私はあのドMメガネが牢の中でしょげている姿を思い浮かべて、お腹が痛くなるほど笑いたくなった。だけど、笑うとまだ傷口が痛い。
そんな私を見て、レーリアはアワアワしてまた治癒魔法をかけようとしてくる。
本当に、この子ってば――。
なんでかな。私が嫌ってるってわかってるくせに、いつも後をついてこようとする。疑いもせず、私を信じようとする。

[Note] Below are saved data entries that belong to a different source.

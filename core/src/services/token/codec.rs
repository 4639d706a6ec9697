//! Signing and verification of access and refresh tokens

use chrono::Utc;
use jsonwebtoken::errors::ErrorKind;
use jsonwebtoken::{decode, encode, Algorithm, DecodingKey, EncodingKey, Header, Validation};
use serde::de::DeserializeOwned;
use serde::Serialize;

use ks_shared::config::auth::{is_insecure_secret, MAX_TOKEN_TTL_SECONDS};

use crate::domain::entities::token::{AccessClaims, IssuedToken, RefreshClaims, TokenSubject};
use crate::domain::entities::user::UserId;
use crate::errors::{DomainError, DomainResult, TokenError};

use super::config::TokenCodecConfig;

/// Stateless signer/verifier for compact signed tokens
///
/// Implementations hold no mutable state and may be shared freely across
/// tasks.
pub trait TokenCodec: Send + Sync {
    /// Sign an access token for the given identity
    ///
    /// # Returns
    /// * `Ok(IssuedToken)` - Token and its expiry (`now + access_ttl`)
    /// * `Err(DomainError)` - Signing failed
    fn issue_access_token(
        &self,
        user_id: UserId,
        username: &str,
        email: &str,
        role: &str,
    ) -> DomainResult<IssuedToken>;

    /// Sign a refresh token for `user_id`
    fn issue_refresh_token(&self, user_id: UserId) -> DomainResult<IssuedToken>;

    /// Verify an access token and return its claims
    ///
    /// # Returns
    /// * `Err(TokenError::TokenExpired)` - Valid signature, past `exp`
    /// * `Err(TokenError::InvalidToken)` - Bad signature, malformed, or not an access token
    fn verify_access_token(&self, token: &str) -> DomainResult<AccessClaims>;

    /// Verify a refresh token and return its claims
    ///
    /// # Returns
    /// * `Err(TokenError::TokenExpired)` - Valid signature, past `exp`
    /// * `Err(TokenError::RefreshTokenInvalid)` - Bad signature, malformed, or not a refresh token
    fn verify_refresh_token(&self, token: &str) -> DomainResult<RefreshClaims>;
}

/// HS256 implementation of [`TokenCodec`]
pub struct JwtTokenCodec {
    config: TokenCodecConfig,
    encoding_key: EncodingKey,
    decoding_key: DecodingKey,
    access_validation: Validation,
    refresh_validation: Validation,
}

impl JwtTokenCodec {
    /// Creates a codec, rejecting insecure secrets and out-of-range lifetimes
    ///
    /// # Returns
    /// * `Err(TokenError::InsecureSecret)` - Secret is empty or a known placeholder
    /// * `Err(DomainError::Validation)` - A lifetime is zero, negative or
    ///   longer than [`MAX_TOKEN_TTL_SECONDS`]
    pub fn new(config: TokenCodecConfig) -> DomainResult<Self> {
        if config.access_ttl <= chrono::Duration::zero()
            || config.refresh_ttl <= chrono::Duration::zero()
        {
            return Err(DomainError::Validation {
                message: "token lifetimes must be positive".to_string(),
            });
        }

        let max_ttl = chrono::Duration::seconds(MAX_TOKEN_TTL_SECONDS);
        if config.access_ttl > max_ttl || config.refresh_ttl > max_ttl {
            return Err(DomainError::Validation {
                message: format!("token lifetimes must not exceed {} seconds", MAX_TOKEN_TTL_SECONDS),
            });
        }
        Self::with_unchecked_ttls(config)
    }

    /// Creates a codec without checking lifetimes
    ///
    /// The secret is still checked. A negative lifetime mints tokens that are
    /// already expired, which is only useful in tests.
    pub fn with_unchecked_ttls(config: TokenCodecConfig) -> DomainResult<Self> {
        if config.secret.trim().is_empty() || is_insecure_secret(&config.secret) {
            return Err(TokenError::InsecureSecret.into());
        }

        let encoding_key = EncodingKey::from_secret(config.secret.as_bytes());
        let decoding_key = DecodingKey::from_secret(config.secret.as_bytes());

        Ok(Self {
            access_validation: validation_for(TokenSubject::Access),
            refresh_validation: validation_for(TokenSubject::Refresh),
            config,
            encoding_key,
            decoding_key,
        })
    }

    pub fn config(&self) -> &TokenCodecConfig {
        &self.config
    }

    fn sign<T: Serialize>(&self, claims: &T) -> DomainResult<String> {
        encode(&Header::new(Algorithm::HS256), claims, &self.encoding_key).map_err(|e| {
            tracing::error!(error = %e, "Failed to sign token");
            DomainError::Token(TokenError::TokenGenerationFailed)
        })
    }

    fn decode_claims<T: DeserializeOwned>(
        &self,
        token: &str,
        validation: &Validation,
        invalid: TokenError,
    ) -> DomainResult<T> {
        decode::<T>(token, &self.decoding_key, validation)
            .map(|data| data.claims)
            .map_err(|e| match e.kind() {
                ErrorKind::ExpiredSignature => DomainError::Token(TokenError::TokenExpired),
                _ => DomainError::Token(invalid),
            })
    }
}

fn validation_for(subject: TokenSubject) -> Validation {
    let mut validation = Validation::new(Algorithm::HS256);
    validation.leeway = 0;
    validation.validate_exp = true;
    validation.sub = Some(subject.as_str().to_string());
    validation.set_required_spec_claims(&["exp", "sub"]);
    validation
}

impl TokenCodec for JwtTokenCodec {
    fn issue_access_token(
        &self,
        user_id: UserId,
        username: &str,
        email: &str,
        role: &str,
    ) -> DomainResult<IssuedToken> {
        let claims = AccessClaims::new(
            user_id,
            username,
            email,
            role,
            Utc::now(),
            self.config.access_ttl,
        )
        .ok_or(TokenError::TokenGenerationFailed)?;
        let token = self.sign(&claims)?;
        Ok(IssuedToken::new(token, claims.expires_at()))
    }

    fn issue_refresh_token(&self, user_id: UserId) -> DomainResult<IssuedToken> {
        let claims = RefreshClaims::new(user_id, Utc::now(), self.config.refresh_ttl)
            .ok_or(TokenError::TokenGenerationFailed)?;
        let token = self.sign(&claims)?;
        Ok(IssuedToken::new(token, claims.expires_at()))
    }

    fn verify_access_token(&self, token: &str) -> DomainResult<AccessClaims> {
        let claims: AccessClaims =
            self.decode_claims(token, &self.access_validation, TokenError::InvalidToken)?;

        if claims.sub != TokenSubject::Access {
            return Err(TokenError::InvalidToken.into());
        }
        Ok(claims)
    }

    fn verify_refresh_token(&self, token: &str) -> DomainResult<RefreshClaims> {
        let claims: RefreshClaims = self.decode_claims(
            token,
            &self.refresh_validation,
            TokenError::RefreshTokenInvalid,
        )?;

        if claims.sub != TokenSubject::Refresh {
            return Err(TokenError::RefreshTokenInvalid.into());
        }
        Ok(claims)
    }
}
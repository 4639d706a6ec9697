//! Database module - MySQL implementations using SQLx
//!
//! - Connection pool management
//! - `RevocationRepository` over the `refresh_tokens` table
//! - `UserDirectory` over the `users` table

pub mod connection;
pub mod mysql;


// Re-export commonly used types
pub use connection::{DatabasePool, PoolStatistics};
pub use mysql::{MySqlRevocationRepository, MySqlUserDirectory};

「レーリア……どうして、私を信じてくれるの? 私、いいお姉ちゃんじゃないよ?」
私は腕で目を押さえながら尋ねた。そうしていないと、目頭熱くなってくる。
「私にとって姉様は、姉様ですから。いつも私のことを宝物みたいに扱ってくれたじゃないですか。誰よりも、大切にしてくれたじゃないですか。私はその全部、ちゃんと覚えているんです。姉様が忘れてしまっても……何度も、身を挺して助けてくれて、今だって私のためにこんなに傷だらけになって……」
レーリアは私をギュッと抱き締めて、肩に顔を埋めてくる。
「大好きです、姉様……だから、もう……無茶なことしないでください。私は、そのたびに心臓が止まるかと思うんですから……姉様に何かあったら、私は全部全部、捨ててしまいたくなる」
泣きそうな声で言うレーリアの頭に、私はそっと触れた。
「君は聖女様だよ? 私のことなんかより、世の中のみんなを救うためにいるんだから……」
「この世界に、姉様より大切なものなんて、私にはありません」
顔を少し上げたレーリアは、はにかむように笑っていた。
困った子だな――。
私は軽く溜息を吐いて、レーリアに頭を預ける。
もうちょっとだけ、この心地よさを味わっていたい。
「姉様……私ね、知ってるです。姉様が私を嫌いだって言いながら、ずっとずっと、愛してくれたこと……」
そんな声が、眠りに落ちる私の耳を甘くくすぐる。
そうだね。
愛しているよ。
この世界でただ一人の妹だもの――。